15Mais l’attaque trop célèbre contre Fries n’est pas le seul aspect du livre qui l’entraîne dans les combats politiques du temps. Il y a d’abord toutes les remarques aux paragraphes qui font référence aux questions de l’époque et prennent clairement position : le rejet de la méthode de l’École Historique, l’appel à la codification contre Savigny, la polémique avec von Haller, etc. Hegel justifie, dès la première page de la préface, ces références à l’actualité : elles doivent servir à éclairer la matière abstraite des paragraphes en la présentant dans le langage et les préoccupations de la représentation commune. Mais la hiérarchie entre la preuve par le concept et l’illustration par des exemples – une distinction qui, toute abstraite et contestable soit-elle, est opérée par Hegel lui-même – reste ambiguë. En effet, de nombreux paragraphes avaient aussi une portée politique immédiate, évidente pour qui savait lire à l’époque. Rosenzweig l’a montré à propos, par exemple, de l’exposition du droit formel. L’accent mis par Hegel, pour caractériser la propriété, sur le moment de la possession contre la définition formaliste et romaniste de Savigny n’était pas seulement une manière de se démarquer de son illustre adversaire. Cette conception avait aussi des implications socio-politiques majeures à une époque où la libération des serfs et le droit nouveau à la terre faisaient de la question du droit de propriété et du dédommagement des anciens propriétaires l’une des plus brûlantes de la Prusse des années 1820 [29]. De manière plus évidente, le droit public tout entier devait inévitablement prendre une valeur politique immédiate par sa simple exposition. Le simple fait de prôner la création d’une Assemblée à deux chambres, de souligner le rôle centralisateur de la bureaucratie, d’affirmer la place prépondérante du pouvoir princier dans l’organisme étatique, ou encore de rejeter la monarchie de droit divin, tout cela ne pouvait manquer de faire descendre la spéculation à figure politique dans l’arène politique. Une lecture historique des Grundlinien, qui envisage la doctrine dans la comparaison avec les projets politiques en conflit dans la Prusse de l’époque, peut mettre en évidence la très grande proximité de sa vision de l’État rationnel avec ceux qu’on a appelés les « réformateurs prussiens » [30].

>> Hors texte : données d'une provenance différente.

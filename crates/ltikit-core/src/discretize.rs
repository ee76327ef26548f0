//! Continuous-to-discrete conversion
//!
//! `zoh` works on the state-space form through the matrix exponential of the
//! augmented block matrix, so a singular A needs no special handling.
//! `tustin` and `matched` are SISO transfer-function methods. `foh` and
//! `impulse` are recognized but not available.

use std::fmt;

use log::debug;
use ndarray::{s, Array2};
use num_complex::Complex64;

use crate::config::NumericConfig;
use crate::convert::Converter;
use crate::error::{ControlError, Result};
use crate::lti::{require_siso, Lti, LtiSystem, StateSpace, Timebase, TransferFunction, Zpk};
use crate::math::{linalg, polynomial};

/// Discretization method
#[derive(Debug, Clone, Copy, PartialEq, Eq, Default)]
pub enum Method {
    /// Zero-order hold
    #[default]
    Zoh,
    /// First-order hold
    Foh,
    /// Impulse invariant
    Impulse,
    /// Bilinear (Tustin) transform
    Tustin,
    /// Matched pole-zero mapping
    Matched,
}

impl Method {
    pub fn from_str(s: &str) -> Option<Self> {
        match s.to_lowercase().as_str() {
            "zoh" => Some(Method::Zoh),
            "foh" => Some(Method::Foh),
            "impulse" => Some(Method::Impulse),
            "tustin" | "bilinear" => Some(Method::Tustin),
            "matched" => Some(Method::Matched),
            _ => None,
        }
    }

    pub fn name(&self) -> &'static str {
        match self {
            Method::Zoh => "zoh",
            Method::Foh => "foh",
            Method::Impulse => "impulse",
            Method::Tustin => "tustin",
            Method::Matched => "matched",
        }
    }
}

impl fmt::Display for Method {
    fn fmt(&self, f: &mut fmt::Formatter<'_>) -> fmt::Result {
        f.write_str(self.name())
    }
}

/// Discretizer for continuous-time models
#[derive(Debug, Clone, Copy, Default)]
pub struct Discretizer {
    pub config: NumericConfig,
}

impl Discretizer {
    pub fn new(config: NumericConfig) -> Self {
        Self { config }
    }

    fn converter(&self) -> Converter {
        Converter::new(self.config)
    }

    /// Discretize a continuous model
    ///
    /// The result is in the method's natural representation: state space for
    /// `zoh`, transfer function for `tustin` and `matched`. Use [`c2d`] to
    /// keep the input representation.
    pub fn discretize(&self, sys: &Lti, dt: f64, method: Method) -> Result<Lti> {
        debug!(
            "discretizing {} model ({}x{}) with {} at dt = {}",
            sys.kind(),
            sys.noutputs(),
            sys.ninputs(),
            method,
            dt
        );

        if let Timebase::Discrete(existing) = sys.timebase() {
            return Err(ControlError::InvalidArgument(format!(
                "model is already discrete-time (dt = {})",
                existing
            )));
        }
        Timebase::discrete(dt)?;
        if matches!(sys, Lti::Frd(_)) {
            return Err(ControlError::NotImplemented(
                "discretization of frequency response data".to_string(),
            ));
        }

        match method {
            Method::Foh | Method::Impulse => Err(ControlError::NotImplemented(format!(
                "'{}' discretization method",
                method
            ))),
            Method::Zoh => {
                let ss = self.converter().to_state_space(sys)?;
                Ok(self.zoh(&ss, dt)?.into())
            }
            Method::Tustin => {
                require_siso(sys, method.name())?;
                let tf = self.converter().to_transfer_function(sys)?;
                Ok(self.bilinear(&tf, dt)?.into())
            }
            Method::Matched => {
                require_siso(sys, method.name())?;
                let zpk = self.converter().to_zpk(sys)?;
                let discrete = self.match_poles_zeros(&zpk, dt)?;
                Ok(self.converter().zpk2tf(&discrete)?.into())
            }
        }
    }

    /// Zero-order hold discretization of a state-space model
    pub fn zoh(&self, ss: &StateSpace, dt: f64) -> Result<StateSpace> {
        let timebase = Timebase::discrete(dt)?;
        let n = ss.nstates();
        let m = ss.ninputs();
        if n == 0 {
            return StateSpace::static_gain(ss.d().clone(), timebase);
        }

        // exp([[A, B], [0, 0]] dt) = [[Ad, Bd], [0, I]]
        let mut aug = Array2::<f64>::zeros((n + m, n + m));
        aug.slice_mut(s![..n, ..n]).assign(&(ss.a() * dt));
        aug.slice_mut(s![..n, n..]).assign(&(ss.b() * dt));
        let e = linalg::expm(&aug)?;

        let ad = e.slice(s![..n, ..n]).to_owned();
        let bd = e.slice(s![..n, n..]).to_owned();
        StateSpace::new(ad, bd, ss.c().clone(), ss.d().clone(), timebase)
    }

    /// Bilinear discretization of a SISO transfer function
    pub fn tustin(&self, tf: &TransferFunction, dt: f64) -> Result<TransferFunction> {
        if !tf.timebase().is_continuous() {
            return Err(ControlError::InvalidArgument(
                "tustin needs a continuous-time model".to_string(),
            ));
        }
        require_siso(tf, "tustin")?;
        Timebase::discrete(dt)?;
        self.bilinear(tf, dt)
    }

    /// Matched pole-zero discretization of a SISO transfer function
    pub fn matched(&self, tf: &TransferFunction, dt: f64) -> Result<TransferFunction> {
        if !tf.timebase().is_continuous() {
            return Err(ControlError::InvalidArgument(
                "matched needs a continuous-time model".to_string(),
            ));
        }
        require_siso(tf, "matched")?;
        let zpk = self.converter().tf2zpk(tf)?;
        Timebase::discrete(dt)?;
        let discrete = self.match_poles_zeros(&zpk, dt)?;
        self.converter().zpk2tf(&discrete)
    }

    /// Substitute s = (2/T)(z - 1)/(z + 1) and clear the (z + 1)^N factor
    fn bilinear(&self, tf: &TransferFunction, dt: f64) -> Result<TransferFunction> {
        let num = tf.num(0, 0);
        let den = tf.den(0, 0);
        let order = polynomial::degree(num).max(polynomial::degree(den));

        let c = 2.0 / dt;
        let substitute = |p: &[f64]| -> Vec<f64> {
            let p = polynomial::pad_left(p, order + 1);
            let mut out = vec![0.0; order + 1];
            for (i, coeff) in p.iter().enumerate() {
                if *coeff == 0.0 {
                    continue;
                }
                let k = order - i;
                let term = polynomial::mul(
                    &polynomial::pow(&[1.0, -1.0], k),
                    &polynomial::pow(&[1.0, 1.0], order - k),
                );
                out = polynomial::add(&out, &polynomial::scale(&term, coeff * c.powi(k as i32)));
            }
            out
        };

        let num_d = substitute(num);
        let den_d = polynomial::trim_leading_zeros(&substitute(den));
        if polynomial::is_zero(&den_d) {
            return Err(ControlError::SingularConversion(
                "bilinear transform produced a zero denominator".to_string(),
            ));
        }
        let lead = den_d[0];
        TransferFunction::siso(
            polynomial::scale(&num_d, 1.0 / lead),
            polynomial::scale(&den_d, 1.0 / lead),
            Timebase::Discrete(dt),
        )
    }

    /// Map every root through z = e^{pT} and match the gain at DC
    ///
    /// Roots at the origin are left out of the DC match; each origin pole
    /// maps 1/s to T/(z - 1) and each origin zero maps s to (z - 1)/T.
    fn match_poles_zeros(&self, zpk: &Zpk, dt: f64) -> Result<Zpk> {
        let timebase = Timebase::Discrete(dt);
        let tol = self.config.real_tol;
        let map = |roots: &[Complex64]| -> Vec<Complex64> {
            let mut mapped: Vec<Complex64> = roots.iter().map(|r| (*r * dt).exp()).collect();
            polynomial::snap_real(&mut mapped, tol);
            mapped
        };
        let zeros_d = map(zpk.zeros());
        let poles_d = map(zpk.poles());

        if zpk.gain() == 0.0 {
            return Zpk::new(zeros_d, poles_d, 0.0, timebase);
        }

        let is_origin = |r: &Complex64| r.norm() <= tol;
        let mut ratio = Complex64::new(zpk.gain(), 0.0);
        let mut origin_balance = 0_i32;
        for (z, zd) in zpk.zeros().iter().zip(&zeros_d) {
            if is_origin(z) {
                origin_balance -= 1;
            } else {
                ratio *= -*z / (1.0 - *zd);
            }
        }
        for (p, pd) in zpk.poles().iter().zip(&poles_d) {
            if is_origin(p) {
                origin_balance += 1;
            } else {
                ratio *= (1.0 - *pd) / -*p;
            }
        }
        let gain = ratio.re * dt.powi(origin_balance);
        if !gain.is_finite() {
            return Err(ControlError::SingularConversion(
                "matched gain is undefined: a mapped root lies at z = 1".to_string(),
            ));
        }

        Zpk::new(zeros_d, poles_d, gain, timebase)
    }
}

/// Discretize a continuous model with the default configuration
pub fn discretize(sys: &Lti, dt: f64, method: Method) -> Result<Lti> {
    Discretizer::default().discretize(sys, dt, method)
}

/// Discretize and convert back to the input's representation
///
/// State-space inputs come back as state space, transfer functions as
/// transfer functions and zero-pole-gain models as zero-pole-gain.
pub fn c2d(sys: &Lti, dt: f64, method: Method) -> Result<Lti> {
    let discretizer = Discretizer::default();
    let converter = discretizer.converter();
    let out = discretizer.discretize(sys, dt, method)?;
    Ok(match sys {
        Lti::StateSpace(_) => converter.to_state_space(&out)?.into(),
        Lti::TransferFunction(_) => converter.to_transfer_function(&out)?.into(),
        Lti::Zpk(_) => converter.to_zpk(&out)?.into(),
        Lti::Frd(_) => out,
    })
}

#[cfg(test)]
mod tests {
    use super::*;
    use approx::assert_relative_eq;

    fn integrator() -> StateSpace {
        StateSpace::from_rows(
            &[vec![0.0]],
            &[vec![1.0]],
            &[vec![1.0]],
            &[vec![0.0]],
            Timebase::Continuous,
        )
        .unwrap()
    }

    #[test]
    fn test_method_from_str() {
        assert_eq!(Method::from_str("ZOH"), Some(Method::Zoh));
        assert_eq!(Method::from_str("bilinear"), Some(Method::Tustin));
        assert_eq!(Method::from_str("matched"), Some(Method::Matched));
        assert_eq!(Method::from_str("euler"), None);
    }

    #[test]
    fn test_zoh_integrator() {
        let d = Discretizer::default().zoh(&integrator(), 1.0).unwrap();
        assert_relative_eq!(d.a()[[0, 0]], 1.0, epsilon = 1e-12);
        assert_relative_eq!(d.b()[[0, 0]], 1.0, epsilon = 1e-12);
        assert_eq!(d.timebase(), Timebase::Discrete(1.0));
    }

    #[test]
    fn test_zoh_first_order() {
        // 1/(s+1): Ad = e^{-T}, Bd = 1 - e^{-T}
        let ss = StateSpace::from_rows(
            &[vec![-1.0]],
            &[vec![1.0]],
            &[vec![1.0]],
            &[vec![0.0]],
            Timebase::Continuous,
        )
        .unwrap();
        let d = Discretizer::default().zoh(&ss, 0.5).unwrap();
        let e = (-0.5_f64).exp();
        assert_relative_eq!(d.a()[[0, 0]], e, epsilon = 1e-12);
        assert_relative_eq!(d.b()[[0, 0]], 1.0 - e, epsilon = 1e-12);
    }

    #[test]
    fn test_tustin_first_order() {
        let tf = TransferFunction::siso(vec![1.0], vec![1.0, 1.0], Timebase::Continuous).unwrap();
        let d = Discretizer::default().tustin(&tf, 0.1).unwrap();
        assert_relative_eq!(d.num(0, 0)[0], 1.0 / 21.0, epsilon = 1e-12);
        assert_relative_eq!(d.num(0, 0)[1], 1.0 / 21.0, epsilon = 1e-12);
        assert_relative_eq!(d.den(0, 0)[0], 1.0, epsilon = 1e-12);
        assert_relative_eq!(d.den(0, 0)[1], -19.0 / 21.0, epsilon = 1e-12);
    }

    #[test]
    fn test_matched_first_order() {
        // 1/(s+1) -> k/(z - e^{-T}) with k = 1 - e^{-T}
        let tf = TransferFunction::siso(vec![1.0], vec![1.0, 1.0], Timebase::Continuous).unwrap();
        let d = Discretizer::default().matched(&tf, 0.2).unwrap();
        let e = (-0.2_f64).exp();
        assert_relative_eq!(d.den(0, 0)[1], -e, epsilon = 1e-12);
        assert_relative_eq!(d.num(0, 0)[0], 1.0 - e, epsilon = 1e-12);
    }

    #[test]
    fn test_matched_integrator_gain() {
        // 1/s -> T/(z - 1)
        let tf = TransferFunction::siso(vec![1.0], vec![1.0, 0.0], Timebase::Continuous).unwrap();
        let d = Discretizer::default().matched(&tf, 0.5).unwrap();
        assert_relative_eq!(d.num(0, 0)[0], 0.5, epsilon = 1e-12);
        assert_relative_eq!(d.den(0, 0)[1], -1.0, epsilon = 1e-12);
    }

    #[test]
    fn test_rejects_discrete_input() {
        let ss = Discretizer::default().zoh(&integrator(), 1.0).unwrap();
        assert!(matches!(
            discretize(&ss.into(), 1.0, Method::Zoh),
            Err(ControlError::InvalidArgument(_))
        ));
    }

    #[test]
    fn test_rejects_bad_sample_time() {
        for dt in [0.0, -1.0, f64::NAN] {
            assert!(matches!(
                discretize(&integrator().into(), dt, Method::Zoh),
                Err(ControlError::InvalidArgument(_))
            ));
        }
    }

    #[test]
    fn test_foh_and_impulse_not_implemented() {
        for method in [Method::Foh, Method::Impulse] {
            match discretize(&integrator().into(), 1.0, method) {
                Err(ControlError::NotImplemented(msg)) => assert!(msg.contains(method.name())),
                other => panic!("unexpected {:?}", other),
            }
        }
    }
}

16La philosophie du droit apparaît donc si engagée dans son temps qu’on ne doit pas s’étonner qu’elle ait toujours été lue selon des critères politiques et historicistes. C’est une conséquence directe de la théorie hégélienne du lien entre spéculation et actualité, une conséquence aussi de la pratique du philosophe lui-même. Puisque rien n’est vraiment réel que le rationnel, et que le temps de Hegel est la maturation ultime du rationnel effectif, tout événement du présent du philosophe peut devenir en droit un reflet du rationnel se réalisant. Mais alors, cela semble donner le droit d’interpréter par la réalité (historique, politique) le rationnel (le spéculatif). Il y a cependant une restriction importante : on ne peut interpréter politiquement le spéculatif en oubliant que c’est le spéculatif lui-même qui l’autorise. La dimension politique du spéculatif est spéculativement fondée. Si on l’oublie, on rabaisse la philosophie à un simple discours abstrait sur l’actualité. Dès le début de son livre, Hegel avait expressément dénoncé le contre-sens qui amène à lire la théorie spéculative à partir de sa figuration empirique : « dans la connaissance philosophique, c’est la nécessité d’un concept qui est la question principale, et le parcours, qui consiste, en tant que résultat, à être devenu, est sa démonstration et sa déduction. Comme son contenu est ainsi pour soi nécessaire, le second point est de regarder autour de soi ce qui lui correspond dans les représentations et dans la langue. Mais comment ce concept est pour soi dans sa vérité et comment il est dans la représentation, non seulement ces deux points peuvent être différents l’un de l’autre, mais il faut aussi qu’ils le soient, quant à la forme et à la figure. (...) Mais [la représentation] est si peu mesure et critère du concept, nécessaire et vrai pour lui-même, que c’est plutôt elle qui a à tirer de lui sa vérité, à se fonder en droit et à se connaître à partir de lui » [31]. Disons à la décharge des lectures oublieuses de cette hiérarchie, que Hegel lui-même ne semble pas lui être resté fidèle.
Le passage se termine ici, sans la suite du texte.